%%
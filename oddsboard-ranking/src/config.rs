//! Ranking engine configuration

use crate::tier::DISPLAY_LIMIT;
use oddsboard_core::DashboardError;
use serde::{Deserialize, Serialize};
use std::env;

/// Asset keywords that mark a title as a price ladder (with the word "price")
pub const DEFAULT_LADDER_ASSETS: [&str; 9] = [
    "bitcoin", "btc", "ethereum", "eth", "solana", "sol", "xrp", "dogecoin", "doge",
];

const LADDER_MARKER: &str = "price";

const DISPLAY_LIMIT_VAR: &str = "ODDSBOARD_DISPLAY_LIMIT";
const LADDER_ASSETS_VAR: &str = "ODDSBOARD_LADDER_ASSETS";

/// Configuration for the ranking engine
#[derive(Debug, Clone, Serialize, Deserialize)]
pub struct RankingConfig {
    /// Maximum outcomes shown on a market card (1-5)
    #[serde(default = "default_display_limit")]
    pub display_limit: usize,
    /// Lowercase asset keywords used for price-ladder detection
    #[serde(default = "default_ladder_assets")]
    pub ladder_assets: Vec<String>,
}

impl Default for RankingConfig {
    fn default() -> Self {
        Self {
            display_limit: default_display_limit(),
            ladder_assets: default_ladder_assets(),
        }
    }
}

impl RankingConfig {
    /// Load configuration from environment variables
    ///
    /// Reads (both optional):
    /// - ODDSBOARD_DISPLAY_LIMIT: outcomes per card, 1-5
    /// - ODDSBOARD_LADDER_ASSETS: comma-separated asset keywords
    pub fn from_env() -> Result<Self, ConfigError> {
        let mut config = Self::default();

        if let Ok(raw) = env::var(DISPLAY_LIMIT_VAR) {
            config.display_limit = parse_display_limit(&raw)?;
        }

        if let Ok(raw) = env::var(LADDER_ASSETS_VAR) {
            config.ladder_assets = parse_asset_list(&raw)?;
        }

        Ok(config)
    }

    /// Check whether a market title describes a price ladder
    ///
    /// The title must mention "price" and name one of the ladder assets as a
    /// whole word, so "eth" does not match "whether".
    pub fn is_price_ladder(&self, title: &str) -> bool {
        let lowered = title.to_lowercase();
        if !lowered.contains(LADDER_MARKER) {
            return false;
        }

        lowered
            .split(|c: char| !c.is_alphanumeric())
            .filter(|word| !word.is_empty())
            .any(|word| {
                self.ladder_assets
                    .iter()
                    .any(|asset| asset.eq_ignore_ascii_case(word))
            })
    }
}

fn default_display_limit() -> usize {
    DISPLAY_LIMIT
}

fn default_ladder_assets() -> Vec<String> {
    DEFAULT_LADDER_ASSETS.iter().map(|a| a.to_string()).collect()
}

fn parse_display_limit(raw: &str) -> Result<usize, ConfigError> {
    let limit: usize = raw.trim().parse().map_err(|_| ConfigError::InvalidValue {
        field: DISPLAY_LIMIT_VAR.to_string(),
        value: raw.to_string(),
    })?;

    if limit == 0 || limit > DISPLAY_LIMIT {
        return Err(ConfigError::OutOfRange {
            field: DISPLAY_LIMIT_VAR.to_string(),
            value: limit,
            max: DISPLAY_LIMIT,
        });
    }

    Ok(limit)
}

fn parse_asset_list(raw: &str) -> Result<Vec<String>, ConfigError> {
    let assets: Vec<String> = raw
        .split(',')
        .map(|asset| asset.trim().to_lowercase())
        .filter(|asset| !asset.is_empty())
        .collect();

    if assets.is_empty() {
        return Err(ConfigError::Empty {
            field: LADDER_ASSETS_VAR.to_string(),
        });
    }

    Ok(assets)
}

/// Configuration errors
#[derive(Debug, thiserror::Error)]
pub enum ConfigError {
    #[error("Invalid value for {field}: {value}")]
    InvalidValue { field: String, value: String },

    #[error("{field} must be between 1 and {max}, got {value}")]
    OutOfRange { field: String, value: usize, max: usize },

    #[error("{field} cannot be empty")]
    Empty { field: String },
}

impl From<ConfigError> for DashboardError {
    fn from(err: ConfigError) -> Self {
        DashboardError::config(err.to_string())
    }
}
%%
Copy every record above out again, word for word.

filename oddsboard-ranking/src/config.rs
//! Ranking engine configuration

use crate::tier::DISPLAY_LIMIT;
use oddsboard_core::DashboardError;
use serde::{Deserialize, Serialize};
use std::env;

/// Asset keywords that mark a title as a price ladder (with the word "price")
pub const DEFAULT_LADDER_ASSETS: [&str; 9] = [
    "bitcoin", "btc", "ethereum", "eth", "solana", "sol", "xrp", "dogecoin", "doge",
];

const LADDER_MARKER: &str = "price";

const DISPLAY_LIMIT_VAR: &str = "ODDSBOARD_DISPLAY_LIMIT";
const LADDER_ASSETS_VAR: &str = "ODDSBOARD_LADDER_ASSETS";

/// Configuration for the ranking engine
#[derive(Debug, Clone, Serialize, Deserialize)]
pub struct RankingConfig {
    /// Maximum outcomes shown on a market card (1-5)
    #[serde(default = "default_display_limit")]
    pub display_limit: usize,
    /// Lowercase asset keywords used for price-ladder detection
    #[serde(default = "default_ladder_assets")]
    pub ladder_assets: Vec<String>,
}

impl Default for RankingConfig {
    fn default() -> Self {
        Self {
            display_limit: default_display_limit(),
            ladder_assets: default_ladder_assets(),
        }
    }
}

impl RankingConfig {
    /// Load configuration from environment variables
    ///
    /// Reads (both optional):
    /// - ODDSBOARD_DISPLAY_LIMIT: outcomes per card, 1-5
    /// - ODDSBOARD_LADDER_ASSETS: comma-separated asset keywords
    pub fn from_env() -> Result<Self, ConfigError> {
        let mut config = Self::default();

        if let Ok(raw) = env::var(DISPLAY_LIMIT_VAR) {
            config.display_limit = parse_display_limit(&raw)?;
        }

        if let Ok(raw) = env::var(LADDER_ASSETS_VAR) {
            config.ladder_assets = parse_asset_list(&raw)?;
        }

        Ok(config)
    }

    /// Check whether a market title describes a price ladder
    ///
    /// The title must mention "price" and name one of the ladder assets as a
    /// whole word, so "eth" does not match "whether".
    pub fn is_price_ladder(&self, title: &str) -> bool {
        let lowered = title.to_lowercase();
        if !lowered.contains(LADDER_MARKER) {
            return false;
        }

        lowered
            .split(|c: char| !c.is_alphanumeric())
            .filter(|word| !word.is_empty())
            .any(|word| {
                self.ladder_assets
                    .iter()
                    .any(|asset| asset.eq_ignore_ascii_case(word))
            })
    }
}

fn default_display_limit() -> usize {
    DISPLAY_LIMIT
}

fn default_ladder_assets() -> Vec<String> {
    DEFAULT_LADDER_ASSETS.iter().map(|a| a.to_string()).collect()
}

fn parse_display_limit(raw: &str) -> Result<usize, ConfigError> {
    let limit: usize = raw.trim().parse().map_err(|_| ConfigError::InvalidValue {
        field: DISPLAY_LIMIT_VAR.to_string(),
        value: raw.to_string(),
    })?;

    if limit == 0 || limit > DISPLAY_LIMIT {
        return Err(ConfigError::OutOfRange {
            field: DISPLAY_LIMIT_VAR.to_string(),
            value: limit,
            max: DISPLAY_LIMIT,
        });
    }

    Ok(limit)
}

fn parse_asset_list(raw: &str) -> Result<Vec<String>, ConfigError> {
    let assets: Vec<String> = raw
        .split(',')
        .map(|asset| asset.trim().to_lowercase())
        .filter(|asset| !asset.is_empty())
        .collect();

    if assets.is_empty() {
        return Err(ConfigError::Empty {
            field: LADDER_ASSETS_VAR.to_string(),
        });
    }

    Ok(assets)
}

/// Configuration errors
#[derive(Debug, thiserror::Error)]
pub enum ConfigError {
    #[error("Invalid value for {field}: {value}")]
    InvalidValue { field: String, value: String },

    #[error("{field} must be between 1 and {max}, got {value}")]
    OutOfRange { field: String, value: usize, max: usize },

    #[error("{field} cannot be empty")]
    Empty { field: String },
}

impl From<ConfigError> for DashboardError {
    fn from(err: ConfigError) -> Self {
        DashboardError::config(err.to_string())
    }
}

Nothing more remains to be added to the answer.